[TASK STATEMENT]:
Reproduce the records below exactly as they are written.

[MATERIAL PROVIDED]:
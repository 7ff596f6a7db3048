//! FashionStore CLI - database migrations and maintenance tools.
//!
//! # Usage
//!
//! ```bash
//! # Run storefront database migrations
//! fs-cli migrate
//!
//! # Load a catalog from YAML, replacing whatever is there
//! fs-cli seed products catalog.yaml --clear
//!
//! # Let an existing account use the back office
//! fs-cli users promote owner@example.com
//!
//! # Delete expired bearer tokens
//! fs-cli prune-tokens
//! ```
//!
//! # Commands
//!
//! - `migrate` - Run database migrations
//! - `seed products` - Insert catalog entries from a YAML file
//! - `users promote` / `users demote` - Grant or revoke the admin role
//! - `prune-tokens` - Remove expired API tokens

#![cfg_attr(not(test), forbid(unsafe_code))]

use clap::{Parser, Subcommand};
use fashion_store_core::UserRole;

mod commands;

#[derive(Parser)]
#[command(name = "fs-cli")]
#[command(author, version, about = "FashionStore CLI tools")]
struct Cli {
    #[command(subcommand)]
    command: Commands,
}

#[derive(Subcommand)]
enum Commands {
    /// Run storefront database migrations
    Migrate,
    /// Seed the database
    Seed {
        #[command(subcommand)]
        target: SeedTarget,
    },
    /// Manage account roles
    Users {
        #[command(subcommand)]
        action: UsersAction,
    },
    /// Delete expired API tokens
    PruneTokens,
}

#[derive(Subcommand)]
enum UsersAction {
    /// Grant the admin role
    Promote {
        /// Account email
        email: String,
    },
    /// Revoke the admin role
    Demote {
        /// Account email
        email: String,
    },
}

#[derive(Subcommand)]
enum SeedTarget {
    /// Insert products from a YAML file
    Products {
        /// Path to the YAML catalog
        file: String,

        /// Delete the existing catalog (and its reviews) first
        #[arg(long)]
        clear: bool,
    },
}

#[tokio::main]
async fn main() {
    // Initialize tracing
    tracing_subscriber::fmt::init();

    let cli = Cli::parse();

    let result: Result<(), Box<dyn std::error::Error>> = run(cli).await;

    if let Err(e) = result {
        tracing::error!("Command failed: {e}");
        std::process::exit(1);
    }
}

async fn run(cli: Cli) -> Result<(), Box<dyn std::error::Error>> {
    match cli.command {
        Commands::Migrate => commands::migrate::storefront().await?,
        Commands::Seed { target } => match target {
            SeedTarget::Products { file, clear } => commands::seed::products(&file, clear).await?,
        },
        Commands::Users { action } => match action {
            UsersAction::Promote { email } => commands::users::set_role(&email, UserRole::Admin).await?,
            UsersAction::Demote { email } => commands::users::set_role(&email, UserRole::Customer).await?,
        },
        Commands::PruneTokens => commands::tokens::prune().await?,
    }
    Ok(())
}
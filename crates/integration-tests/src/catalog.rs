//! In-memory product catalog, usable as the client's resolver.

use std::collections::{HashMap, HashSet};
use std::sync::atomic::{AtomicUsize, Ordering};

use async_trait::async_trait;
use fashion_store_client::{ProductResolver, StoreError};
use fashion_store_core::{Product, ProductId};
use rust_decimal::Decimal;
use tokio::sync::RwLock;

/// Products by id, with switches for simulating lookup failures.
#[derive(Debug, Default)]
pub struct Catalog {
    products: RwLock<HashMap<ProductId, Product>>,
    /// Lookups of these ids report `Unavailable`.
    failing: RwLock<HashSet<ProductId>>,
    lookups: AtomicUsize,
}

impl Catalog {
    #[must_use]
    pub fn with(products: impl IntoIterator<Item = Product>) -> Self {
        Self {
            products: RwLock::new(products.into_iter().map(|p| (p.id, p)).collect()),
            ..Self::default()
        }
    }

    /// Current row for `id`, active or not.
    pub async fn get(&self, id: ProductId) -> Option<Product> {
        self.products.read().await.get(&id).cloned()
    }

    /// Current row for `id` if it is listed.
    pub async fn get_active(&self, id: ProductId) -> Option<Product> {
        self.get(id).await.filter(|p| p.is_active)
    }

    pub async fn set_price(&self, id: ProductId, price: Decimal) {
        if let Some(product) = self.products.write().await.get_mut(&id) {
            product.price = price;
        }
    }

    pub async fn deactivate(&self, id: ProductId) {
        if let Some(product) = self.products.write().await.get_mut(&id) {
            product.is_active = false;
        }
    }

    pub async fn fail(&self, id: ProductId) {
        self.failing.write().await.insert(id);
    }

    pub async fn recover(&self, id: ProductId) {
        self.failing.write().await.remove(&id);
    }

    /// Number of resolver lookups served so far.
    pub fn lookups(&self) -> usize {
        self.lookups.load(Ordering::SeqCst)
    }
}

#[async_trait]
impl ProductResolver for Catalog {
    async fn get_product(&self, id: ProductId) -> Result<Product, StoreError> {
        self.lookups.fetch_add(1, Ordering::SeqCst);
        if self.failing.read().await.contains(&id) {
            return Err(StoreError::Unavailable(format!("lookup of product {id} timed out")));
        }
        self.get(id)
            .await
            .ok_or_else(|| StoreError::NotFound(format!("product {id} not found")))
    }
}
//! FashionStore Core - shared domain types and rules.
//!
//! This crate is used by every FashionStore component:
//! - `client` - the guest/authenticated cart and wishlist engine
//! - `storefront` - the JSON API server
//! - `cli` - migrations and catalog seeding
//!
//! # Architecture
//!
//! The core crate contains types and pure business rules only - no I/O, no
//! database access, no HTTP clients. Cart merging, the pricing policy and
//! review aggregation live here so that the client and the server apply
//! them identically.
//!
//! # Modules
//!
//! - [`types`] - Newtype ids, email addresses and status enums
//! - [`product`] - Catalog products, sizes, colours and [`ProductRef`]
//! - [`cart`] / [`wishlist`] - The two shopper-owned lists
//! - [`pricing`] - Shipping and tax policy
//! - [`order`] / [`review`] - Checkout snapshots and product reviews
//! - [`admin`] / [`contact`] - Back-office edits and contact form messages
//! - [`wire`] - API request and response bodies

#![cfg_attr(not(test), forbid(unsafe_code))]

pub mod account;
pub mod admin;
pub mod cart;
pub mod contact;
pub mod order;
pub mod pricing;
pub mod product;
pub mod review;
pub mod types;
pub mod wire;
pub mod wishlist;

pub use account::{Identity, ProfileError, ProfileUpdate, UserProfile};
pub use admin::{AdminStats, CustomerSummary, ProductDraft, ProductPatch};
pub use cart::{Cart, CartError, CartItem, NewCartLine, QuantityChange};
pub use contact::{ContactError, ContactMessage, ContactRequest, NewContactMessage};
pub use order::{AddressError, Order, OrderLine, ShippingAddress, price_lines};
pub use pricing::Totals;
pub use product::{Category, Color, Product, ProductRef, Size};
pub use review::{RatingSummary, Review, ReviewDraft, ReviewError};
pub use types::*;
pub use wishlist::{Wishlist, WishlistError, WishlistItem};
//! Configuration
//!
//! Dungeon settings, furniture archetypes and room definitions, loadable from RON.

pub mod archetypes;
pub mod settings;

pub use archetypes::{
    default_archetypes, default_room_set, ArchetypeId, FootprintSpec, FurnishingRule,
    FurnitureArchetype, LocationKind, RoomDefinition, RoomKind,
};
pub use settings::{
    DungeonConfig, LayoutConfig, PlacementConfig, PlacementMode, StructureArchetypes,
    MAX_DUNGEON_CELLS,
};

[RESPONSE BELOW]:
repository 7ff596f6a7db3048
//! FashionStore CLI - database migrations and maintenance tools.
//!
//! # Usage
//!
//! ```bash
//! # Run storefront database migrations
//! fs-cli migrate
//!
//! # Load a catalog from YAML, replacing whatever is there
//! fs-cli seed products catalog.yaml --clear
//!
//! # Let an existing account use the back office
//! fs-cli users promote owner@example.com
//!
//! # Delete expired bearer tokens
//! fs-cli prune-tokens
//! ```
//!
//! # Commands
//!
//! - `migrate` - Run database migrations
//! - `seed products` - Insert catalog entries from a YAML file
//! - `users promote` / `users demote` - Grant or revoke the admin role
//! - `prune-tokens` - Remove expired API tokens

#![cfg_attr(not(test), forbid(unsafe_code))]

use clap::{Parser, Subcommand};
use fashion_store_core::UserRole;

mod commands;

#[derive(Parser)]
#[command(name = "fs-cli")]
#[command(author, version, about = "FashionStore CLI tools")]
struct Cli {
    #[command(subcommand)]
    command: Commands,
}

#[derive(Subcommand)]
enum Commands {
    /// Run storefront database migrations
    Migrate,
    /// Seed the database
    Seed {
        #[command(subcommand)]
        target: SeedTarget,
    },
    /// Manage account roles
    Users {
        #[command(subcommand)]
        action: UsersAction,
    },
    /// Delete expired API tokens
    PruneTokens,
}

#[derive(Subcommand)]
enum UsersAction {
    /// Grant the admin role
    Promote {
        /// Account email
        email: String,
    },
    /// Revoke the admin role
    Demote {
        /// Account email
        email: String,
    },
}

#[derive(Subcommand)]
enum SeedTarget {
    /// Insert products from a YAML file
    Products {
        /// Path to the YAML catalog
        file: String,

        /// Delete the existing catalog (and its reviews) first
        #[arg(long)]
        clear: bool,
    },
}

#[tokio::main]
async fn main() {
    // Initialize tracing
    tracing_subscriber::fmt::init();

    let cli = Cli::parse();

    let result: Result<(), Box<dyn std::error::Error>> = run(cli).await;

    if let Err(e) = result {
        tracing::error!("Command failed: {e}");
        std::process::exit(1);
    }
}

async fn run(cli: Cli) -> Result<(), Box<dyn std::error::Error>> {
    match cli.command {
        Commands::Migrate => commands::migrate::storefront().await?,
        Commands::Seed { target } => match target {
            SeedTarget::Products { file, clear } => commands::seed::products(&file, clear).await?,
        },
        Commands::Users { action } => match action {
            UsersAction::Promote { email } => commands::users::set_role(&email, UserRole::Admin).await?,
            UsersAction::Demote { email } => commands::users::set_role(&email, UserRole::Customer).await?,
        },
        Commands::PruneTokens => commands::tokens::prune().await?,
    }
    Ok(())
}
filename crates/integration-tests/src/catalog.rs
//! In-memory product catalog, usable as the client's resolver.

use std::collections::{HashMap, HashSet};
use std::sync::atomic::{AtomicUsize, Ordering};

use async_trait::async_trait;
use fashion_store_client::{ProductResolver, StoreError};
use fashion_store_core::{Product, ProductId};
use rust_decimal::Decimal;
use tokio::sync::RwLock;

/// Products by id, with switches for simulating lookup failures.
#[derive(Debug, Default)]
pub struct Catalog {
    products: RwLock<HashMap<ProductId, Product>>,
    /// Lookups of these ids report `Unavailable`.
    failing: RwLock<HashSet<ProductId>>,
    lookups: AtomicUsize,
}

impl Catalog {
    #[must_use]
    pub fn with(products: impl IntoIterator<Item = Product>) -> Self {
        Self {
            products: RwLock::new(products.into_iter().map(|p| (p.id, p)).collect()),
            ..Self::default()
        }
    }

    /// Current row for `id`, active or not.
    pub async fn get(&self, id: ProductId) -> Option<Product> {
        self.products.read().await.get(&id).cloned()
    }

    /// Current row for `id` if it is listed.
    pub async fn get_active(&self, id: ProductId) -> Option<Product> {
        self.get(id).await.filter(|p| p.is_active)
    }

    pub async fn set_price(&self, id: ProductId, price: Decimal) {
        if let Some(product) = self.products.write().await.get_mut(&id) {
            product.price = price;
        }
    }

    pub async fn deactivate(&self, id: ProductId) {
        if let Some(product) = self.products.write().await.get_mut(&id) {
            product.is_active = false;
        }
    }

    pub async fn fail(&self, id: ProductId) {
        self.failing.write().await.insert(id);
    }

    pub async fn recover(&self, id: ProductId) {
        self.failing.write().await.remove(&id);
    }

    /// Number of resolver lookups served so far.
    pub fn lookups(&self) -> usize {
        self.lookups.load(Ordering::SeqCst)
    }
}

#[async_trait]
impl ProductResolver for Catalog {
    async fn get_product(&self, id: ProductId) -> Result<Product, StoreError> {
        self.lookups.fetch_add(1, Ordering::SeqCst);
        if self.failing.read().await.contains(&id) {
            return Err(StoreError::Unavailable(format!("lookup of product {id} timed out")));
        }
        self.get(id)
            .await
            .ok_or_else(|| StoreError::NotFound(format!("product {id} not found")))
    }
}
//! FashionStore Core - shared domain types and rules.
//!
//! This crate is used by every FashionStore component:
//! - `client` - the guest/authenticated cart and wishlist engine
//! - `storefront` - the JSON API server
//! - `cli` - migrations and catalog seeding
//!
//! # Architecture
//!
//! The core crate contains types and pure business rules only - no I/O, no
//! database access, no HTTP clients. Cart merging, the pricing policy and
//! review aggregation live here so that the client and the server apply
//! them identically.
//!
//! # Modules
//!
//! - [`types`] - Newtype ids, email addresses and status enums
//! - [`product`] - Catalog products, sizes, colours and [`ProductRef`]
//! - [`cart`] / [`wishlist`] - The two shopper-owned lists
//! - [`pricing`] - Shipping and tax policy
//! - [`order`] / [`review`] - Checkout snapshots and product reviews
//! - [`admin`] / [`contact`] - Back-office edits and contact form messages
//! - [`wire`] - API request and response bodies

#![cfg_attr(not(test), forbid(unsafe_code))]

pub mod account;
pub mod admin;
pub mod cart;
pub mod contact;
pub mod order;
pub mod pricing;
pub mod product;
pub mod review;
pub mod types;
pub mod wire;
pub mod wishlist;

pub use account::{Identity, ProfileError, ProfileUpdate, UserProfile};
pub use admin::{AdminStats, CustomerSummary, ProductDraft, ProductPatch};
pub use cart::{Cart, CartError, CartItem, NewCartLine, QuantityChange};
pub use contact::{ContactError, ContactMessage, ContactRequest, NewContactMessage};
pub use order::{AddressError, Order, OrderLine, ShippingAddress, price_lines};
pub use pricing::Totals;
pub use product::{Category, Color, Product, ProductRef, Size};
pub use review::{RatingSummary, Review, ReviewDraft, ReviewError};
pub use types::*;
pub use wishlist::{Wishlist, WishlistError, WishlistItem};
//! Configuration
//!
//! Dungeon settings, furniture archetypes and room definitions, loadable from RON.

pub mod archetypes;
pub mod settings;

pub use archetypes::{
    default_archetypes, default_room_set, ArchetypeId, FootprintSpec, FurnishingRule,
    FurnitureArchetype, LocationKind, RoomDefinition, RoomKind,
};
pub use settings::{
    DungeonConfig, LayoutConfig, PlacementConfig, PlacementMode, StructureArchetypes,
    MAX_DUNGEON_CELLS,
};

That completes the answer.